→ Work to be completed
Going from the top of the data below, give again each line through the one containing "use super::parse_body;", both ends kept.

→ Data to use
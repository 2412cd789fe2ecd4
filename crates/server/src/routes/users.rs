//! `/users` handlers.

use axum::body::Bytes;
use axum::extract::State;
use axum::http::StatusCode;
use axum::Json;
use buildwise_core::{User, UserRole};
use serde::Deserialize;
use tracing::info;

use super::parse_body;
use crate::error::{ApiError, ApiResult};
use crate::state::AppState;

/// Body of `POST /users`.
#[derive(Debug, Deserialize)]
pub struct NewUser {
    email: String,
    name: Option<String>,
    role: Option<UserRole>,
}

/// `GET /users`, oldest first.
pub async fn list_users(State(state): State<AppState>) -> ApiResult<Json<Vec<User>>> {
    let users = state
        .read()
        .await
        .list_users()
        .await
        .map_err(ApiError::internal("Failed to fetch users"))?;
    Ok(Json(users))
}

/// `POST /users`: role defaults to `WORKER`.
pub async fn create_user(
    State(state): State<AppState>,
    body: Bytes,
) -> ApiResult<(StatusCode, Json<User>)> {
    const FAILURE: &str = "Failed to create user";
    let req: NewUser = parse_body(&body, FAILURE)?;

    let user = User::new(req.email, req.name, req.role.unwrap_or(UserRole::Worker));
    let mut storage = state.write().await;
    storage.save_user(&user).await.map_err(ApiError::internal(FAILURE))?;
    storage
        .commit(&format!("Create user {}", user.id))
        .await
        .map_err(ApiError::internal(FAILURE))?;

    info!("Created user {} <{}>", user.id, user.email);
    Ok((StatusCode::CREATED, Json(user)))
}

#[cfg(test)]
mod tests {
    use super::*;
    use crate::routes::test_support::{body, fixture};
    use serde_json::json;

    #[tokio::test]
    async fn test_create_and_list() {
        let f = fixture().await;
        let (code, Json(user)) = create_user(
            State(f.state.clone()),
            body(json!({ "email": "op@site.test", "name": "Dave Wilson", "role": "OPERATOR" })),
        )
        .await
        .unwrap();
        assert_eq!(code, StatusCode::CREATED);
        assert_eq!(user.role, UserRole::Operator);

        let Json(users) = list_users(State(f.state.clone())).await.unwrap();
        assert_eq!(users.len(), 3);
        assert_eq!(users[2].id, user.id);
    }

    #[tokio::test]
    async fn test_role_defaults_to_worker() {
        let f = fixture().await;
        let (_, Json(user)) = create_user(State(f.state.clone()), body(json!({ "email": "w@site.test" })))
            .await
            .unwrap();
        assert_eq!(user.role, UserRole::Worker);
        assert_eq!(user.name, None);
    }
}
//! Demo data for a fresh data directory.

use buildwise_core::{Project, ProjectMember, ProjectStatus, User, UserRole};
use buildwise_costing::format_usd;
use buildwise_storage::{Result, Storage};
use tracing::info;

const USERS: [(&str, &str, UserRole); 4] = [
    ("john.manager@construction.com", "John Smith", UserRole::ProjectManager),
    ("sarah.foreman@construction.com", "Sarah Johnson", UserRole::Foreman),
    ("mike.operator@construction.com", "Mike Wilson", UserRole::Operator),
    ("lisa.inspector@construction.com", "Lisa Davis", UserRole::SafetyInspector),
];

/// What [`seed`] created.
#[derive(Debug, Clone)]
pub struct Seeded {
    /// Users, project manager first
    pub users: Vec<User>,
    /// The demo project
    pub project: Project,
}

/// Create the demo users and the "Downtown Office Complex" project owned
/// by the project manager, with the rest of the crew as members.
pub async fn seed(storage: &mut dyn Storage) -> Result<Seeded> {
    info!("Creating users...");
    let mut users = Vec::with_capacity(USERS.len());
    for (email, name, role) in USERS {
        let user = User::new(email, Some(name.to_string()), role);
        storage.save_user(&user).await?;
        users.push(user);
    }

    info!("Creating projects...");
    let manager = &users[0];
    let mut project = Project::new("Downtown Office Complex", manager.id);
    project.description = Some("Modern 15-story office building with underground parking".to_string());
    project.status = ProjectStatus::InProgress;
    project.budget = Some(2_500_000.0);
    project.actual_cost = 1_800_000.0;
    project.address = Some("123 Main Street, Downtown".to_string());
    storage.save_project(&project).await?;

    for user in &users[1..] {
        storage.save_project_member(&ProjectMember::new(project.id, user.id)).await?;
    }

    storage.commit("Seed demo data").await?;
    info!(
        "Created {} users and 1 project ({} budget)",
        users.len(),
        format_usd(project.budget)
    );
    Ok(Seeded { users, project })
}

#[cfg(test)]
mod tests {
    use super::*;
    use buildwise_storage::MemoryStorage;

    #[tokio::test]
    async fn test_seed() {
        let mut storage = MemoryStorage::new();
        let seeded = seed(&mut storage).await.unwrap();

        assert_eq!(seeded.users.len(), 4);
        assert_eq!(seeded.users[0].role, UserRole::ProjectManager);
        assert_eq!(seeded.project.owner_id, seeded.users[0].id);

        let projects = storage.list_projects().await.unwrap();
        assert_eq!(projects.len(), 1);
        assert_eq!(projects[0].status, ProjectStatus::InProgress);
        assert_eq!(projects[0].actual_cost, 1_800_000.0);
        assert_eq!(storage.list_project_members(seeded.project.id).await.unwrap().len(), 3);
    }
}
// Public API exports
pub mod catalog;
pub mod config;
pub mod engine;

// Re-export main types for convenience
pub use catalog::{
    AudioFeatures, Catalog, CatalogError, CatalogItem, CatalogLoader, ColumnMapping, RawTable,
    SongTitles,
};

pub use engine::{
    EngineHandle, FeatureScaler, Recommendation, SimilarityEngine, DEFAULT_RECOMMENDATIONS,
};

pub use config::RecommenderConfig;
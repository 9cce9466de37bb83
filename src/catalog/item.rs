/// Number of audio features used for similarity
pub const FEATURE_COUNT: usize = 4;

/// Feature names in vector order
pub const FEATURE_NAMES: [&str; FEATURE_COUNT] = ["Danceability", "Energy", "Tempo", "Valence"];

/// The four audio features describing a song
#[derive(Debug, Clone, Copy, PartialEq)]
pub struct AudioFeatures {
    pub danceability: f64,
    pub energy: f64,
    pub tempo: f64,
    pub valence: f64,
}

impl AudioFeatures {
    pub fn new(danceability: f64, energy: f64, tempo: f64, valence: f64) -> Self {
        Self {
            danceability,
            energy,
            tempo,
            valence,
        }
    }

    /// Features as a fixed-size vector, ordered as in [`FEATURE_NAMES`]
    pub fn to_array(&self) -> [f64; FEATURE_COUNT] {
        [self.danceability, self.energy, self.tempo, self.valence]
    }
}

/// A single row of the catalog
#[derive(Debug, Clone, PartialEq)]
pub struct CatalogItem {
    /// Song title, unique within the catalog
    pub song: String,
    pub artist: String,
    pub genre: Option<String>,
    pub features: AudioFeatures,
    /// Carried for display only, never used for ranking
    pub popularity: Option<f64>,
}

→ Completed exercise
repository 2412cd789fe2ecd4
filename crates/server/src/routes/users.rs
//! `/users` handlers.

use axum::body::Bytes;
use axum::extract::State;
use axum::http::StatusCode;
use axum::Json;
use buildwise_core::{User, UserRole};
use serde::Deserialize;
use tracing::info;

use super::parse_body;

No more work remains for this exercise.